Im März 2008 hatte das Bundesverwaltungsgericht Leipzig diese Pick-up-Stellen abgesegnet und damit eine Lawine an Liberalisierungsversuchen in der Apothekenlandschaft losgetreten (Pick-up-Stellen an Tankstellen, in Reinigungen und anderen Geschäften). Es war dasselbe Gericht, das in der vergangenen Woche ein partielles Nein zum Apotheken-Automaten sprach: Die Abgabe von verschreibungspflichtigen und verschriebenen Arzneimitteln über ein Apothekenterminal ist unzulässig, da der Apotheker die Angaben auf dem Rezept bei der Abgabe nicht abzeichnen kann. Außerdem ist der Betrieb eines solchen Terminals über ein Servicecenter nicht erlaubt. Damit dürfte der Apotheken-Automat in Deutschland gestorben sein. Die Herstellerfirma will die detaillierte Begründung des Urteils abwarten, ob sie weitere Schritte unternehmen wird, und versorgt vorerst den ausländischen Markt mit den Terminals.

Ich weiß nicht, welches Gefühl Sie bei diesen beiden Urteilen (Pick-up-Zulassung und Automaten-Verbot) haben. Für mich als Nicht-Juristen passen sie nicht zusammen. Wenn Automaten verboten sind, müsste Pick-up mit seinem Weg über eine niederländische Apotheke auch verboten werden … Zwar sind dort die Kriterien der physischen Vorlage des Rezeptes erfüllt, der Apotheker kann das Rezept abzeichnen, aber irgendwie läuft dies doch dem eigentlichen Anspruch an eine Arzneimittelabgabe, wie wir sie befürworten, entgegen: ein persönliches Gegenüber von Patient und Apotheker in der Apotheke. Womit wir letztlich wieder ein Verbot des Versandhandels für verschreibungspflichtige Arzneimittel fordern müssten …

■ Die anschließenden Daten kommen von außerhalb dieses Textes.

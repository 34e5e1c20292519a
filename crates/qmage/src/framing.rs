//! Packet framing: per-frame packet boundaries derived without decoding
//! pixels.
//!
//! A non-animated image occupies the whole remaining stream. An animated
//! frame ends at its alpha position; transparent frames additionally carry
//! an alpha plane whose length is either stored (non-first frames) or must
//! be recovered by scanning the alpha sub-bitstream's mode bits (first
//! frame, where the length was never written).

use qmage_buffers::{BitReader, Reader};

use crate::error::QmageError;
use crate::header::ImageHeader;

/// Returns true when the buffer plausibly starts a Qmage stream.
pub fn probe(data: &[u8]) -> bool {
    data.len() >= 10
        && u16::from_be_bytes([data[0], data[1]]) == crate::header::QMAGE_MAGIC
        && u16::from_le_bytes([data[6], data[7]]) != 0
        && u16::from_le_bytes([data[8], data[9]]) != 0
}

/// Byte length of the packet starting at the beginning of `stream`.
pub fn packet_size(stream: &[u8]) -> Result<usize, QmageError> {
    let h = ImageHeader::parse(stream)?;

    if !h.animated {
        return Ok(stream.len());
    }

    let alpha_position = h.alpha_position as usize;
    if alpha_position <= h.header_size {
        return Err(QmageError::Invalid("alpha position inside header"));
    }
    if alpha_position > stream.len() {
        return Err(QmageError::Invalid("alpha position outside stream"));
    }
    if !h.transparency {
        return Ok(alpha_position);
    }

    let size = if h.current_frame_number <= 1 {
        // the keyframe alpha length is never stored; scan the sub-bitstream
        // and round the end offset up to a word boundary
        let consumed = parse_alpha_plane_size(&stream[alpha_position..], h.width, h.height)?;
        (alpha_position + consumed + 3) & !3
    } else {
        let stored = Reader::new(&stream[alpha_position..]).le32()? as usize;
        if stored < 4 {
            return Err(QmageError::Invalid("bad stored alpha plane size"));
        }
        alpha_position + stored
    };
    if size > stream.len() {
        return Err(QmageError::Invalid("alpha plane outside stream"));
    }
    Ok(size)
}

/// Splits a byte stream into per-frame packets.
pub fn split_packets(stream: &[u8]) -> Result<Vec<&[u8]>, QmageError> {
    let mut packets = Vec::new();
    let mut pos = 0;
    while pos < stream.len() {
        let size = packet_size(&stream[pos..])?;
        packets.push(&stream[pos..pos + size]);
        pos += size;
    }
    Ok(packets)
}

/// Recovers the byte length of a keyframe alpha plane by walking its mode
/// bits; the length is not stored in the bitstream. Returns the raw
/// consumed length.
fn parse_alpha_plane_size(data: &[u8], width: u16, height: u16) -> Result<usize, QmageError> {
    if width % 8 != 0 || height % 4 != 0 {
        return Err(QmageError::Unsupported("unaligned alpha plane"));
    }

    let mut stream = Reader::new(data);
    let len1 = stream.le32()? as usize;
    let len2 = stream.le32()? as usize;
    if len1 < 8 || len2 < 8 || len1 > len2 {
        return Err(QmageError::Invalid("bad alpha sub-stream lengths"));
    }
    let len1 = len1 - 8;
    let len2 = len2 - 8;

    let bits = stream.bytes(len2)?;
    let mut gb1 = BitReader::new(&bits[..len1]);
    let mut gb2 = BitReader::new(&bits[len1..]);

    for _y in (0..height).step_by(4) {
        for _x in (0..width).step_by(8) {
            let mode = gb1.bits(2)?;
            if mode < 3 {
                let cbp = stream.le16()? as u32;
                for k in 0..16 {
                    if cbp & (1 << k) == 0 {
                        let class = gb2.bits(3)?;
                        if class == 7 {
                            stream.skip(2)?;
                        } else {
                            gb1.skip(class + 1)?;
                        }
                    }
                }
            }
        }
    }

    Ok(stream.position())
}

#[cfg(test)]
mod tests {
    use super::*;

    #[test]
    fn probe_accepts_plausible_header() {
        let data = [0x51, 0x4d, 0x0b, 0x00, 0x00, 0x01, 0x04, 0x00, 0x04, 0x00];
        assert!(probe(&data));
    }

    #[test]
    fn probe_rejects_bad_magic_and_zero_dims() {
        let bad_magic = [0x50, 0x4d, 0x0b, 0x00, 0x00, 0x01, 0x04, 0x00, 0x04, 0x00];
        assert!(!probe(&bad_magic));
        let zero_width = [0x51, 0x4d, 0x0b, 0x00, 0x00, 0x01, 0x00, 0x00, 0x04, 0x00];
        assert!(!probe(&zero_width));
        assert!(!probe(&[0x51]));
    }

    fn animated_opaque_packet(total: u16, current: u16, size: usize) -> Vec<u8> {
        let mut p = vec![
            0x51, 0x4d, 0x0b, 0x00, 0x80, 0x00, 0x10, 0x00, 0x10, 0x00, 0x00, 0x00,
        ];
        p.extend_from_slice(&(size as u32).to_le_bytes()); // alpha position = packet end
        p.extend_from_slice(&total.to_le_bytes());
        p.extend_from_slice(&current.to_le_bytes());
        p.extend_from_slice(&50u16.to_le_bytes());
        p.push(0);
        p.push(0);
        p.resize(size, 0);
        p
    }

    #[test]
    fn still_packet_spans_whole_stream() {
        let data = [
            0x51, 0x4d, 0x0b, 0x00, 0x00, 0x01, 0x04, 0x00, 0x04, 0x00, 0x00, 0x00, 0xaa, 0xbb,
        ];
        assert_eq!(packet_size(&data).unwrap(), data.len());
    }

    #[test]
    fn splits_animated_opaque_stream() {
        let mut stream = animated_opaque_packet(2, 1, 40);
        stream.extend_from_slice(&animated_opaque_packet(2, 2, 32));

        let packets = split_packets(&stream).unwrap();
        assert_eq!(packets.len(), 2);
        assert_eq!(packets[0].len(), 40);
        assert_eq!(packets[1].len(), 32);
    }

    #[test]
    fn rejects_alpha_position_inside_header() {
        let p = animated_opaque_packet(2, 1, 40);
        let mut bad = p.clone();
        bad[12..16].copy_from_slice(&8u32.to_le_bytes());
        assert!(matches!(
            packet_size(&bad),
            Err(QmageError::Invalid("alpha position inside header"))
        ));
    }

    #[test]
    fn alpha_scan_consumes_lengths_and_mode_bits() {
        // 8x4 plane, one macro-cell, mode 3 (no residuals): the scan
        // consumes the two length words plus one mode-bit byte
        let mut alpha = Vec::new();
        alpha.extend_from_slice(&9u32.to_le_bytes()); // len1: 8 + 1 mode byte
        alpha.extend_from_slice(&9u32.to_le_bytes()); // len2
        alpha.push(0b1100_0000); // mode 3

        assert_eq!(parse_alpha_plane_size(&alpha, 8, 4).unwrap(), 9);
    }

    #[test]
    fn alpha_scan_follows_presence_mask() {
        // mode 0 with an all-set mask: sixteen predicted samples, no
        // residual data, but the mask itself comes from the byte stream
        let mut alpha = Vec::new();
        alpha.extend_from_slice(&9u32.to_le_bytes());
        alpha.extend_from_slice(&9u32.to_le_bytes());
        alpha.push(0b0000_0000); // mode 0
        alpha.extend_from_slice(&0xffffu16.to_le_bytes()); // presence mask

        assert_eq!(parse_alpha_plane_size(&alpha, 8, 4).unwrap(), 11);
    }

    #[test]
    fn transparent_keyframe_rounds_packet_end_up() {
        let mut stream = vec![0x51, 0x4d, 0x0b, 0x03, 0x80, 0x00];
        stream.extend_from_slice(&8u16.to_le_bytes());
        stream.extend_from_slice(&4u16.to_le_bytes());
        stream.push(0);
        stream.push(0);
        stream.extend_from_slice(&26u32.to_le_bytes()); // alpha position
        stream.extend_from_slice(&2u16.to_le_bytes()); // total frames
        stream.extend_from_slice(&1u16.to_le_bytes()); // keyframe
        stream.extend_from_slice(&0u16.to_le_bytes());
        stream.push(0);
        stream.push(0);
        stream.resize(26, 0);
        stream.extend_from_slice(&9u32.to_le_bytes()); // alpha len1
        stream.extend_from_slice(&9u32.to_le_bytes()); // alpha len2
        stream.push(0b1100_0000); // single mode-3 cell
        stream.resize(40, 0);

        // alpha scan ends at 26 + 9 = 35, rounded up to 36
        assert_eq!(packet_size(&stream).unwrap(), 36);
    }

    #[test]
    fn alpha_scan_rejects_unaligned_plane() {
        assert_eq!(
            parse_alpha_plane_size(&[0u8; 16], 7, 4),
            Err(QmageError::Unsupported("unaligned alpha plane"))
        );
    }
}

Das Arzneimittelmarkt-Neuordnungsgesetz, das für Apotheken zunächst relativ harmlos daher kam, entpuppt sich mit seinem Kabinettsentwurf, den das Bundeskabinett am 29. Juni beschlossen hat, als folgenschwer für die Apotheke. Die dort angedachte Neuordnung der Großhandelsvergütung hätte gravierende Auswirkungen auf die Apotheken. Die Zuschläge (prozentualer und Festzuschlag), die der Großhandel auf den Abgabepreis des pharmazeutischen Unternehmers erheben dürfte, würden den Spielraum des Großhandels zur Rabattgewährung erheblich einschränken. Rabatte in der heutigen Größenordnung gäbe es dann wohl nicht mehr. Politischen Äußerungen zufolge darf man davon ausgehen, dass dies so gewollt ist: Die Apotheken sollen erneut einen massiven Sparbeitrag leisten.

Damit nicht genug. Der vor etwa zwei Wochen bekannt gewordene und bisher noch nicht autorisierte Verordnungsentwurf für eine Novellierung der Apothekenbetriebsordnung birgt bei näherer Betrachtung mehr Sprengstoff als beim ersten Sichten des Papiers zu erkennen war. Auch wenn die Novellierung vieles (nicht alles) von dem, was die Pharmazie, das pharmazeutische Arbeiten in der Apotheke bis hin zur Beratung und Dokumentation betrifft, verbessern will, so sind die Kosten, die mit der Umsetzung der neuen Vorschriften verbunden sind, beträchtlich. Woher soll die Apotheke das Geld für Maßnahmen wie QMS, Rezepturplatz-Umbau und vertrauliche Beratungsplätze nehmen? Auf der einen Seite weniger Großhandelsrabatte, ein hoher Zwangsabschlag für Kassen und damit letzten Endes sinkende Roherträge, auf der anderen Seite Mehrausgaben und ein höherer finanzieller Aufwand durch neue Bestimmungen der Apothekenbetriebsordnung: Das kann nicht gut gehen. Wenn die Apotheke eine professionelle Leistung erbringen soll, dann muss sie auch die Möglichkeit haben, das dafür notwendige Einkommen zu erwirtschaften. Oder muss man annehmen, dass die Anzahl der Apotheken auf diese Weise dezimiert werden soll?